Homem de 47 anos foi atacado após discussão em garagem de prédio na rua dos Guaranis e precisou de atendimento hospitalar

A Polícia Civil de Minas Gerais (PCMG) investiga um caso de agressão ocorrido na madrugada desta sexta-feira (2/1), em um prédio localizado na rua dos Guaranis, no centro de Belo Horizonte. O suspeito seria o suposto companheiro de um padre e teria agredido um morador após um desentendimento no estacionamento do residencial.
Segundo o boletim de ocorrência registrado pela Polícia Militar de Minas Gerais (PMMG), a confusão começou quando a vítima, de 47 anos, estacionava sua motocicleta na garagem do prédio. Exaltado, o suspeito — que estava no banco do passageiro de um veículo que também aguardava para estacionar — passou a desferir socos contra o morador.
Conforme o registro policial, mesmo após cair ao chão, a vítima continuou sendo agredida. As agressões só cessaram após a intervenção do porteiro do residencial. Ferido, o homem foi socorrido e encaminhado ao Hospital Belo Horizonte, no bairro Cachoeirinha, na região Noroeste da capital mineira.
Em nota, a PCMG informou que, até o momento, nenhum dos envolvidos na confusão foi conduzido à delegacia. “Outras informações poderão ser repassadas à imprensa após a realização dos procedimentos de polícia judiciária”, informou a corporação.

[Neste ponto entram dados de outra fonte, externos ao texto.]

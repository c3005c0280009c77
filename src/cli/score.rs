//! Score, compare and showcase commands

use super::Session;
use anyhow::Result;
use dindex::discovery::find_showcase_authors;
use dindex::graph::{self, GraphShape};
use dindex::models::{Author, AuthorKey, ComparisonReport};
use dindex::records::{papers_of, resolve_author};
use dindex::reporters::{self, OutputFormat, ScoreReport};
use dindex::scoring::DIndexCalculator;
use tracing::info;

/// Compute and print the index of one author
pub fn run_score(
    session: &Session,
    first: &str,
    last: &str,
    bonus: bool,
    shape: GraphShape,
    format: OutputFormat,
) -> Result<()> {
    let author = resolve_author(&session.store, &AuthorKey::new(first, last))?;
    let map = papers_of(&session.store, &author);
    let graph = graph::build(&map, shape, None);

    let scoring = session
        .config
        .scoring
        .with_bonus(bonus || session.config.scoring.bonus_enabled);
    let result = DIndexCalculator::new(&scoring).calculate(&author, &map, &graph)?;

    let report = ScoreReport::new(&author, &result, scoring.bonus_enabled);
    print!("{}", reporters::render_score(&report, format)?);
    if format == OutputFormat::Json {
        println!();
    }
    Ok(())
}

/// Print a bonus-off vs. bonus-on comparison for one author
pub fn run_compare(
    session: &Session,
    first: &str,
    last: &str,
    shape: GraphShape,
    format: OutputFormat,
) -> Result<()> {
    let author = resolve_author(&session.store, &AuthorKey::new(first, last))?;
    let report = compare(session, &author, shape)?;

    print!("{}", reporters::render_comparison(&report, format)?);
    if format == OutputFormat::Json {
        println!();
    }
    Ok(())
}

/// Discover the showcase pair and compare both authors
pub fn run_showcase(session: &Session, shape: GraphShape, format: OutputFormat) -> Result<()> {
    let showcase = find_showcase_authors(&session.store, session.workers)?;

    let mut reports = Vec::new();
    if let Some(found) = &showcase {
        for stats in [&found.high_repeat, &found.high_newness] {
            let author = resolve_author(&session.store, &stats.name)?;
            reports.push(compare(session, &author, shape)?);
        }
    }
    info!("Showcase produced {} comparison reports", reports.len());

    print!(
        "{}",
        reporters::render_showcase(showcase.as_ref(), &reports, format)?
    );
    if format == OutputFormat::Json {
        println!();
    }
    Ok(())
}

fn compare(session: &Session, author: &Author, shape: GraphShape) -> Result<ComparisonReport> {
    let map = papers_of(&session.store, author);
    let graph = graph::build(&map, shape, None);
    Ok(DIndexCalculator::new(&session.config.scoring).compare(author, &map, &graph)?)
}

Arquidiocese de BH se posiciona sobre suposto companheiro de padre que espancou homem
Confusão aconteceu nesta sexta (2) e teve início após uma discussão envolvendo o fechamento de um portão de garagem
A Arquidiocese de Belo Horizonte informou que acompanha de perto as apurações sobre a confusão envolvendo um padre em um prédio na Região Central da capital. O posicionamento foi divulgado após a repercussão do caso, registrado nesta sexta-feira (2), na rua das Guaranis.
Segundo a Arquidiocese, o Governo Pastoral acompanha o trabalho das autoridades competentes para que eventuais providências sejam adotadas com “rapidez, justiça e respeito à dignidade humana e à legislação”. “A Igreja defende que todos os cidadãos e, principalmente, os cristãos, sejam agentes construtores da paz, cotidianamente agindo com respeito em relação ao semelhante”, destacou.